Sweet Daughter's cloak is now about 95% finished. I just need to find the right ribbon for covering the neck seam so it doesn't rub.

The table is also done. Or, done enough for now. I'd like to get a smoother surface on it, but I need to find the right brush, or applicator.

Not a great picture, but I'm happy with the table.
I switched out two light fixtures -- the downstairs one more than once as I think the first replacement had a short in it. Replacement #2 went in easy-peasy. In part, because I figured out that one of those lights that clip onto the bill of your ball cap would help. Much better lighting that the floor lamp snaked in on an extension cord from the other end of the house.
I also decided the holly "bush" needed to be trimmed back. I couldn't get the hedge trimmer through it anymore.

It was so thick, I had to cut it down to see what was in it, so to speak. Arms are still like jelly ...

Any ideas what to replace it with? Southeast corner of the house, Zone 7.

This morning, I woke up and decided that compared to the refinished table, all my chairs looked like crap. So I decided to refinish one.

A 1940s Windsor-style chair with a faux mahogany wood-grain finish that was chipping off  gets covered in stripper ...
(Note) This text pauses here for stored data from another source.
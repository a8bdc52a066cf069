//! StencilError: unified error type for heat-stencil public APIs.
//!
//! Every fallible operation in the crate returns this type. Communication
//! failures are fatal for the whole process group; callers are expected to
//! abort their communicator once they see one.

use std::fmt;
use thiserror::Error;

/// Cartesian axis of the process grid.
#[derive(Debug, Clone, Copy, PartialEq, Eq, Hash)]
pub enum Axis {
    X,
    Y,
}

impl fmt::Display for Axis {
    fn fmt(&self, f: &mut fmt::Formatter<'_>) -> fmt::Result {
        match self {
            Axis::X => f.write_str("x"),
            Axis::Y => f.write_str("y"),
        }
    }
}

/// Unified error type for heat-stencil operations.
#[derive(Debug, Error, Clone, PartialEq, Eq)]
pub enum StencilError {
    /// Global grid dimensions must leave room for the fixed border.
    #[error("grid size {size_x}x{size_y} is invalid: each dimension must be >= 2")]
    InvalidGridSize { size_x: usize, size_y: usize },
    /// A process group needs at least one member.
    #[error("process count must be >= 1, got {0}")]
    InvalidProcessCount(usize),
    /// The process grid factorization produced an empty axis.
    #[error("invalid process grid {gx}x{gy}")]
    InvalidProcessGrid { gx: usize, gy: usize },
    /// A rank outside `[0, size)` was addressed.
    #[error("rank {rank} out of range for a group of {size} processes")]
    RankOutOfRange { rank: usize, size: usize },
    /// The interior extent cannot be split evenly across the process grid.
    #[error(
        "interior extent {interior} along axis {axis} is not divisible by {parts} processes"
    )]
    UnevenDecomposition {
        axis: Axis,
        interior: usize,
        parts: usize,
    },
    /// A buffer did not have the length its layout requires.
    #[error("shape mismatch in {what}: expected {expected} elements, got {actual}")]
    ShapeMismatch {
        what: &'static str,
        expected: usize,
        actual: usize,
    },
    /// A window reaches past the edge of the global field.
    #[error("window {w}x{h} at ({x0}, {y0}) exceeds the {size_x}x{size_y} field")]
    WindowOutOfBounds {
        x0: usize,
        y0: usize,
        w: usize,
        h: usize,
        size_x: usize,
        size_y: usize,
    },
    /// A send, receive or reduction failed.
    #[error("communication error with rank {neighbor}: {reason}")]
    CommError { neighbor: usize, reason: String },
    /// Another member of the process group aborted.
    #[error("process group aborted with code {0}")]
    Aborted(i32),
    /// The coordinator was started without the global field.
    #[error("coordinator rank {0} requires the global field before distribution")]
    MissingGlobalField(usize),
    /// A numeric parameter is unusable for the sample type.
    #[error("invalid parameter `{name}`: {reason}")]
    InvalidParameter { name: &'static str, reason: String },
    /// The worker pool for the local update could not be built.
    #[error("failed to build worker pool: {0}")]
    ThreadPool(String),
}

impl StencilError {
    /// Shorthand for a communication failure with `neighbor`.
    pub fn comm(neighbor: usize, reason: impl Into<String>) -> Self {
        StencilError::CommError {
            neighbor,
            reason: reason.into(),
        }
    }
}
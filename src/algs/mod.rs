//! Re-export public algorithms.

pub mod communicator;
pub mod convergence;
pub mod distribute;
pub mod halo;
pub mod kernel;
pub mod wire;

pub use convergence::global_convergence;
pub use distribute::{collect, distribute};
pub use halo::HaloExchange;
pub use kernel::{StencilParams, update_parallel, update_serial};
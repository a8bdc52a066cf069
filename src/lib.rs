#![cfg_attr(docsrs, feature(doc_cfg))]
//! # heat-stencil
//!
//! heat-stencil solves 2D steady-state heat diffusion with a 5-point Jacobi
//! stencil on a rectangular grid with fixed boundary values. The grid is
//! block-decomposed over a Cartesian grid of processes; each process updates
//! its subdomain with a pool of worker threads and trades one-cell halos with
//! its four neighbors after every step. Iteration stops once every process
//! sees every interior cell change by at most `epsilon`, or at a step limit.
//!
//! ## Features
//! - Pluggable communication backends (single process, threads, MPI) behind
//!   the [`Communicator`](algs::communicator::Communicator) trait
//! - Sequential, shared-memory and hybrid solvers sharing one row kernel, so
//!   every variant produces bitwise identical fields
//! - Self-check against the sequential reference
//!
//! ## Usage
//!
//! ```toml
//! [dependencies]
//! heat-stencil = "0.3"
//! # Optional features:
//! # features = ["mpi-support"]
//! ```
//!
//! ```no_run
//! use heat_stencil::prelude::*;
//!
//! # fn main() -> Result<(), StencilError> {
//! let params = StencilConfig::default().params::<f32>()?;
//! let field = GlobalField::ramp(10, 10)?;
//! let outcome = solve_hybrid_local(field, &params, 4, 2)?;
//! println!("{}", outcome.report);
//! # Ok(())
//! # }
//! ```

pub mod algs;
pub mod check;
pub mod config;
pub mod data;
pub mod report;
pub mod solver;
pub mod stencil_error;
pub mod topology;

/// A convenient prelude to import the most-used traits & types:
pub mod prelude {
    pub use crate::algs::communicator::{CommTag, Communicator, NoComm, ThreadComm};
    #[cfg(feature = "mpi-support")]
    pub use crate::algs::communicator::MpiComm;
    pub use crate::algs::kernel::StencilParams;
    pub use crate::check::{CheckReport, Mismatch, self_check};
    pub use crate::config::StencilConfig;
    pub use crate::data::field::{Extent, GlobalField};
    pub use crate::data::scalar::Scalar;
    pub use crate::data::subdomain::DoubleBuffer;
    pub use crate::report::{RunReport, Termination};
    pub use crate::solver::{
        HybridOutcome, HybridSolver, Phase, Solution, run_local_ranks, solve_hybrid_local,
        solve_sequential, solve_shared,
    };
    pub use crate::stencil_error::StencilError;
    pub use crate::topology::cartesian::{CartesianTopology, Direction, Neighbors, dims_create};
}
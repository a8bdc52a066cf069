use heat_stencil::config::{DEFAULT_MAX_STEPS, StencilConfig};

#[test]
fn partial_json_fills_defaults() {
    let cfg: StencilConfig = serde_json::from_str(r#"{ "size": 64, "threads": 3 }"#).unwrap();
    assert_eq!(cfg.size, 64);
    assert_eq!(cfg.threads, 3);
    assert_eq!(cfg.alpha, 0.02);
    assert_eq!(cfg.epsilon, 0.0001);
    assert_eq!(cfg.max_steps, DEFAULT_MAX_STEPS);
}

#[test]
fn json_round_trip() {
    let cfg = StencilConfig::default().with_size(32).with_max_steps(10);
    let text = serde_json::to_string(&cfg).unwrap();
    let back: StencilConfig = serde_json::from_str(&text).unwrap();
    assert_eq!(back, cfg);
}

#[test]
fn builder_clamps() {
    let cfg = StencilConfig::default().with_size(0).with_threads(0);
    assert_eq!(cfg.size, 10);
    assert_eq!(cfg.threads, 1);
    assert!(cfg.params::<f32>().is_ok());
}
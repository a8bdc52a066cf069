//! Top-level module for the process topology.
//!
//! Provides the 2D Cartesian arrangement of processes: grid factorization,
//! per-process coordinates, neighbor ranks and subdomain extents.

pub mod cartesian;

pub use cartesian::{CartesianTopology, Direction, Neighbors, dims_create};
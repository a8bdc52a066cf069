//! Fixed little-endian wire records and byte-view helpers.
//!
//! Sample buffers travel as raw bytes of their `Pod` representation. Bytes
//! are always copied *into* a typed destination, never reinterpreted in
//! place, so a received `Vec<u8>` never has to be aligned for `T`.

use bytemuck::{Pod, Zeroable};
use static_assertions::assert_eq_size;

use crate::stencil_error::StencilError;

pub fn cast_slice<T: Pod>(v: &[T]) -> &[u8] {
    bytemuck::cast_slice(v)
}

pub fn cast_slice_mut<T: Pod>(v: &mut [T]) -> &mut [u8] {
    bytemuck::cast_slice_mut(v)
}

pub fn expect_exact_len(peer: usize, actual: usize, expected: usize) -> Result<(), StencilError> {
    if actual == expected {
        Ok(())
    } else {
        Err(StencilError::comm(
            peer,
            format!("expected {expected} bytes, got {actual}"),
        ))
    }
}

/// Copies a received message into a typed buffer after checking its length.
pub fn copy_into<T: Pod>(peer: usize, bytes: &[u8], dst: &mut [T]) -> Result<(), StencilError> {
    let view = cast_slice_mut(dst);
    expect_exact_len(peer, bytes.len(), view.len())?;
    view.copy_from_slice(bytes);
    Ok(())
}

/// A boolean carried on the wire (convergence votes).
#[repr(C)]
#[derive(Copy, Clone, Debug, Default, PartialEq, Eq, Pod, Zeroable)]
pub struct WireFlag {
    pub v_le: u32,
}

assert_eq_size!(WireFlag, u32);

impl WireFlag {
    pub fn new(b: bool) -> Self {
        Self {
            v_le: u32::from(b).to_le(),
        }
    }
    pub fn get(&self) -> bool {
        u32::from_le(self.v_le) != 0
    }
}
And it was ugly. Clear -- not a knot to be found, but ugly and blotchy. The turned pieces looked like birch. The seat is several sections of pine. I was brought up to believe that painting wood would send one directly to the fiery pits of hell ... so I tried staining it and hoping the pieces would sort of blend together.
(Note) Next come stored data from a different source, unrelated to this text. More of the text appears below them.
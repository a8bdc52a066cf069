//! Thin façade over in-process (threads) or inter-process (MPI) message passing.
//!
//! Messages are *contiguous byte slices* (no zero-copy guarantees).
//! Handles returned by `isend`/`irecv` are **waitable**; nothing is trusted
//! until `.wait()` has returned. The two primitives the solver depends on,
//! the paired [`Communicator::sendrecv`] and the logical-AND reduction
//! [`Communicator::all_and`], have default implementations in terms of
//! `isend`/`irecv` so a backend only has to override them when it has a
//! native version.

use std::collections::VecDeque;
use std::sync::Arc;
use std::sync::atomic::{AtomicBool, AtomicI32, Ordering};
use std::time::Duration;

use bytes::Bytes;
use dashmap::DashMap;
use parking_lot::{Condvar, Mutex};

use crate::algs::wire::{WireFlag, cast_slice, cast_slice_mut, copy_into};
use crate::stencil_error::StencilError;

/// Rank that owns the global field and roots the default reduction.
pub const COORDINATOR: usize = 0;

/// A typed message tag.
#[derive(Debug, Clone, Copy, PartialEq, Eq, Hash)]
pub struct CommTag(pub u16);

impl CommTag {
    pub const fn new(base: u16) -> Self {
        Self(base)
    }
    pub const fn base(self) -> u16 {
        self.0
    }
    pub const fn as_u16(self) -> u16 {
        self.0
    }
    /// Tag `n` slots above this one.
    pub const fn offset(self, n: u16) -> Self {
        Self(self.0.wrapping_add(n))
    }
}

/// Anything that can be waited on.
pub trait Wait {
    /// Wait for completion and return the received data (if any).
    fn wait(self) -> Option<Vec<u8>>;
}

impl Wait for () {
    fn wait(self) -> Option<Vec<u8>> {
        None
    }
}

/// Message-passing interface shared by every backend.
pub trait Communicator {
    /// Handle returned by `isend`.
    type SendHandle: Wait;
    /// Handle returned by `irecv`.
    type RecvHandle: Wait;

    fn rank(&self) -> usize;
    fn size(&self) -> usize;

    fn isend(&self, peer: usize, tag: u16, buf: &[u8]) -> Self::SendHandle;
    /// Posts a receive for a message of `len` bytes from `peer`.
    fn irecv(&self, peer: usize, tag: u16, len: usize) -> Self::RecvHandle;

    /// Tears down the whole process group. Every pending and future receive
    /// in the group fails.
    fn abort(&self, code: i32);

    /// Abort code if this group has been torn down.
    fn aborted(&self) -> Option<i32> {
        None
    }

    /// Blocking send.
    fn send(&self, peer: usize, tag: u16, buf: &[u8]) -> Result<(), StencilError> {
        self.isend(peer, tag, buf).wait();
        match self.aborted() {
            Some(code) => Err(StencilError::Aborted(code)),
            None => Ok(()),
        }
    }

    /// Blocking receive of exactly `buf.len()` bytes.
    fn recv_into(&self, peer: usize, tag: u16, buf: &mut [u8]) -> Result<(), StencilError> {
        let data = self
            .irecv(peer, tag, buf.len())
            .wait()
            .ok_or_else(|| self.recv_failure(peer))?;
        copy_into(peer, &data, buf)
    }

    /// Sends `sendbuf` to `dest` while receiving `recvbuf` from `source`.
    ///
    /// Either side may be `None` (no neighbor), in which case that half is
    /// skipped. The receive is posted before the send, so the exchange does
    /// not rely on the peer buffering.
    fn sendrecv(
        &self,
        dest: Option<usize>,
        sendbuf: &[u8],
        source: Option<usize>,
        recvbuf: &mut [u8],
        tag: u16,
    ) -> Result<(), StencilError> {
        let rx = source.map(|src| (src, self.irecv(src, tag, recvbuf.len())));
        let tx = dest.map(|dst| self.isend(dst, tag, sendbuf));
        let mut result = Ok(());
        if let Some((src, h)) = rx {
            result = match h.wait() {
                Some(data) => copy_into(src, &data, recvbuf),
                None => Err(self.recv_failure(src)),
            };
        }
        // always drain the send before returning
        if let Some(h) = tx {
            let _ = h.wait();
        }
        result
    }

    /// Logical AND of `local` across the whole group; every rank gets the
    /// same answer.
    ///
    /// Default: every rank votes to the coordinator on `tag`, which combines
    /// all votes and broadcasts the result on `tag + 1`.
    fn all_and(&self, local: bool, tag: u16) -> Result<bool, StencilError> {
        let size = self.size();
        if size <= 1 {
            return Ok(local);
        }
        let gather = tag;
        let bcast = tag.wrapping_add(1);
        if self.rank() == COORDINATOR {
            let mut all = local;
            // receive every vote, no short-circuit, to keep queues aligned
            for peer in (0..size).filter(|&p| p != COORDINATOR) {
                let mut vote = WireFlag::default();
                self.recv_into(peer, gather, cast_slice_mut(std::slice::from_mut(&mut vote)))?;
                all &= vote.get();
            }
            let out = [WireFlag::new(all)];
            let pending: Vec<_> = (0..size)
                .filter(|&p| p != COORDINATOR)
                .map(|peer| self.isend(peer, bcast, cast_slice(&out)))
                .collect();
            for h in pending {
                let _ = h.wait();
            }
            Ok(all)
        } else {
            self.send(COORDINATOR, gather, cast_slice(&[WireFlag::new(local)]))?;
            let mut result = WireFlag::default();
            self.recv_into(
                COORDINATOR,
                bcast,
                cast_slice_mut(std::slice::from_mut(&mut result)),
            )?;
            Ok(result.get())
        }
    }

    /// Blocks until every rank has reached the barrier.
    fn barrier(&self, tag: u16) -> Result<(), StencilError> {
        self.all_and(true, tag).map(|_| ())
    }

    #[doc(hidden)]
    fn recv_failure(&self, peer: usize) -> StencilError {
        match self.aborted() {
            Some(code) => StencilError::Aborted(code),
            None => StencilError::comm(peer, format!("failed to receive from rank {peer}")),
        }
    }
}

/// Compile-time no-op comm for a single process.
#[derive(Clone, Debug, Default)]
pub struct NoComm;

impl Communicator for NoComm {
    type SendHandle = ();
    type RecvHandle = ();

    fn rank(&self) -> usize {
        0
    }
    fn size(&self) -> usize {
        1
    }
    fn isend(&self, _peer: usize, _tag: u16, _buf: &[u8]) {}
    fn irecv(&self, _peer: usize, _tag: u16, _len: usize) {}
    fn abort(&self, code: i32) {
        log::error!("abort({code}) on a single-process communicator");
    }
}

// --- ThreadComm: several simulated processes inside one OS process ---
type Key = (usize, usize, u16); // (src, dst, tag)

const ABORT_POLL: Duration = Duration::from_millis(20);

#[derive(Default)]
struct Slot {
    queue: Mutex<VecDeque<Bytes>>,
    ready: Condvar,
}

/// Mailboxes shared by one group of simulated processes.
struct Fabric {
    size: usize,
    slots: DashMap<Key, Arc<Slot>>,
    aborted: AtomicBool,
    abort_code: AtomicI32,
}

impl Fabric {
    fn slot(&self, key: Key) -> Arc<Slot> {
        Arc::clone(&self.slots.entry(key).or_default())
    }

    fn aborted(&self) -> Option<i32> {
        self.aborted
            .load(Ordering::Acquire)
            .then(|| self.abort_code.load(Ordering::Acquire))
    }
}

/// Pending receive on a [`ThreadComm`] mailbox.
pub struct LocalHandle {
    fabric: Arc<Fabric>,
    key: Key,
}

impl Wait for LocalHandle {
    fn wait(self) -> Option<Vec<u8>> {
        let slot = self.fabric.slot(self.key);
        let mut queue = slot.queue.lock();
        loop {
            if let Some(bytes) = queue.pop_front() {
                // full payload; the caller checks the length
                return Some(bytes.to_vec());
            }
            if self.fabric.aborted().is_some() {
                return None;
            }
            // timed so an abort that races with slot creation is still seen
            let _ = slot.ready.wait_for(&mut queue, ABORT_POLL);
        }
    }
}

/// Thread-backed communicator: each rank is a thread, messages are
/// FIFO-queued per `(src, dst, tag)`.
///
/// Sends are buffered and never block, so any exchange pattern in which
/// every receive has a matching send completes.
#[derive(Clone)]
pub struct ThreadComm {
    rank: usize,
    fabric: Arc<Fabric>,
}

impl ThreadComm {
    /// One communicator per rank of a fresh group of `size` processes.
    pub fn universe(size: usize) -> Vec<Self> {
        let fabric = Arc::new(Fabric {
            size,
            slots: DashMap::new(),
            aborted: AtomicBool::new(false),
            abort_code: AtomicI32::new(0),
        });
        (0..size)
            .map(|rank| Self {
                rank,
                fabric: Arc::clone(&fabric),
            })
            .collect()
    }
}

impl std::fmt::Debug for ThreadComm {
    fn fmt(&self, f: &mut std::fmt::Formatter<'_>) -> std::fmt::Result {
        f.debug_struct("ThreadComm")
            .field("rank", &self.rank)
            .field("size", &self.fabric.size)
            .finish()
    }
}

impl Communicator for ThreadComm {
    type SendHandle = ();
    type RecvHandle = LocalHandle;

    fn rank(&self) -> usize {
        self.rank
    }

    fn size(&self) -> usize {
        self.fabric.size
    }

    fn isend(&self, peer: usize, tag: u16, buf: &[u8]) -> Self::SendHandle {
        let slot = self.fabric.slot((self.rank, peer, tag));
        slot.queue.lock().push_back(Bytes::copy_from_slice(buf));
        slot.ready.notify_all();
    }

    fn irecv(&self, peer: usize, tag: u16, _len: usize) -> Self::RecvHandle {
        LocalHandle {
            fabric: Arc::clone(&self.fabric),
            key: (peer, self.rank, tag),
        }
    }

    fn abort(&self, code: i32) {
        log::error!("rank {} aborting process group with code {code}", self.rank);
        self.fabric.abort_code.store(code, Ordering::Release);
        self.fabric.aborted.store(true, Ordering::Release);
        for entry in self.fabric.slots.iter() {
            entry.value().ready.notify_all();
        }
    }

    fn aborted(&self) -> Option<i32> {
        self.fabric.aborted()
    }
}

// --- MPI backend (feature = "mpi-support") ---
#[cfg(feature = "mpi-support")]
mod mpi_backend {
    use super::*;
    use mpi::collective::SystemOperation;
    use mpi::environment::Universe;
    use mpi::topology::SimpleCommunicator;
    use mpi::traits::*;

    /// Handle for an operation that completed when it was posted.
    ///
    /// MPI sends and receives here are blocking; the paired exchange and the
    /// reduction use native MPI calls instead of the trait defaults.
    pub struct Ready(Option<Vec<u8>>);

    impl Wait for Ready {
        fn wait(self) -> Option<Vec<u8>> {
            self.0
        }
    }

    pub struct MpiComm {
        world: SimpleCommunicator,
        rank: usize,
        size: usize,
        // dropping the universe finalizes MPI, so it must outlive `world`
        _universe: Universe,
    }

    impl MpiComm {
        pub fn new() -> Result<Self, StencilError> {
            let universe = mpi::initialize()
                .ok_or_else(|| StencilError::comm(0, "MPI initialization failed"))?;
            let world = universe.world();
            let rank = world.rank() as usize;
            let size = world.size() as usize;
            Ok(Self {
                world,
                rank,
                size,
                _universe: universe,
            })
        }
    }

    impl Communicator for MpiComm {
        type SendHandle = Ready;
        type RecvHandle = Ready;

        fn rank(&self) -> usize {
            self.rank
        }

        fn size(&self) -> usize {
            self.size
        }

        fn isend(&self, peer: usize, tag: u16, buf: &[u8]) -> Ready {
            self.world
                .process_at_rank(peer as i32)
                .send_with_tag(buf, i32::from(tag));
            Ready(None)
        }

        fn irecv(&self, peer: usize, tag: u16, len: usize) -> Ready {
            let mut buf = vec![0u8; len];
            self.world
                .process_at_rank(peer as i32)
                .receive_into_with_tag(&mut buf[..], i32::from(tag));
            Ready(Some(buf))
        }

        fn abort(&self, code: i32) {
            log::error!("rank {} calling MPI_Abort({code})", self.rank);
            self.world.abort(code)
        }

        fn sendrecv(
            &self,
            dest: Option<usize>,
            sendbuf: &[u8],
            source: Option<usize>,
            recvbuf: &mut [u8],
            tag: u16,
        ) -> Result<(), StencilError> {
            let tag = i32::from(tag);
            match (dest, source) {
                (Some(d), Some(s)) => {
                    mpi::point_to_point::send_receive_into_with_tags(
                        sendbuf,
                        &self.world.process_at_rank(d as i32),
                        tag,
                        recvbuf,
                        &self.world.process_at_rank(s as i32),
                        tag,
                    );
                }
                (Some(d), None) => {
                    self.world.process_at_rank(d as i32).send_with_tag(sendbuf, tag);
                }
                (None, Some(s)) => {
                    self.world
                        .process_at_rank(s as i32)
                        .receive_into_with_tag(recvbuf, tag);
                }
                (None, None) => {}
            }
            Ok(())
        }

        fn all_and(&self, local: bool, _tag: u16) -> Result<bool, StencilError> {
            let mine = i32::from(local);
            let mut all = 0i32;
            self.world
                .all_reduce_into(&mine, &mut all, SystemOperation::logical_and());
            Ok(all != 0)
        }

        fn barrier(&self, _tag: u16) -> Result<(), StencilError> {
            self.world.barrier();
            Ok(())
        }
    }
}

#[cfg(feature = "mpi-support")]
pub use mpi_backend::MpiComm;

#[cfg(test)]
mod tests {
    use super::*;

    #[test]
    fn thread_roundtrip_two_ranks() {
        let comms = ThreadComm::universe(2);
        let (comm0, comm1) = (&comms[0], &comms[1]);

        // post the receive on "rank 1" before anything was sent
        let recv_handle = comm1.irecv(0, 7, 4);
        comm0.isend(1, 7, &[1, 2, 3, 4]).wait();

        let data = recv_handle
            .wait()
            .expect("Expected to receive data from rank 0");
        assert_eq!(&data, &[1, 2, 3, 4]);
    }

    #[test]
    fn universes_do_not_share_mailboxes() {
        let a = ThreadComm::universe(2);
        let b = ThreadComm::universe(2);
        a[0].isend(1, 1, &[9]);
        b[0].isend(1, 1, &[5]);
        assert_eq!(b[1].irecv(0, 1, 1).wait(), Some(vec![5]));
        assert_eq!(a[1].irecv(0, 1, 1).wait(), Some(vec![9]));
    }

    #[test]
    fn abort_wakes_blocked_receiver() {
        let comms = ThreadComm::universe(2);
        let waiter = comms[1].clone();
        let t = std::thread::spawn(move || waiter.recv_into(0, 3, &mut [0u8; 8]));
        std::thread::sleep(Duration::from_millis(30));
        comms[0].abort(17);
        let res = t.join().unwrap();
        assert_eq!(res, Err(StencilError::Aborted(17)));
    }

    #[test]
    fn no_comm_reduction_is_identity() {
        let comm = NoComm;
        assert!(comm.all_and(true, 0).unwrap());
        assert!(!comm.all_and(false, 0).unwrap());
        let mut buf = [0u8; 4];
        comm.sendrecv(None, &[1, 2, 3, 4], None, &mut buf, 0).unwrap();
        assert_eq!(buf, [0; 4]);
    }
}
Nope. Now it was dark and blotchy. So ... I decided to use milk paint on it. It's currently in process and I'm cautiously optimistic. And that is a post for another day ...

Now it's time for an adult beverage, some analgesic and a book.


  1. Woods that turn blotchy under stain like that need a sanding sealer applied before staining.

  2. Also, tinted topcoats can make a huge difference. That is a large part of getting woods like maple, birch, and pine to take an even dark color. Minwax makes a few ready-to-go tinted polyurethanes in their stain/sealer in one line. I generally prefer to spray poly, but a deft hand with a brush can also do the job. Lacquers can also be tinted to a very high degree, but these you would need to get from a proper paint shop, like an industrial Sherwin-Williams. Call a local cabinet shop for recommendations on that.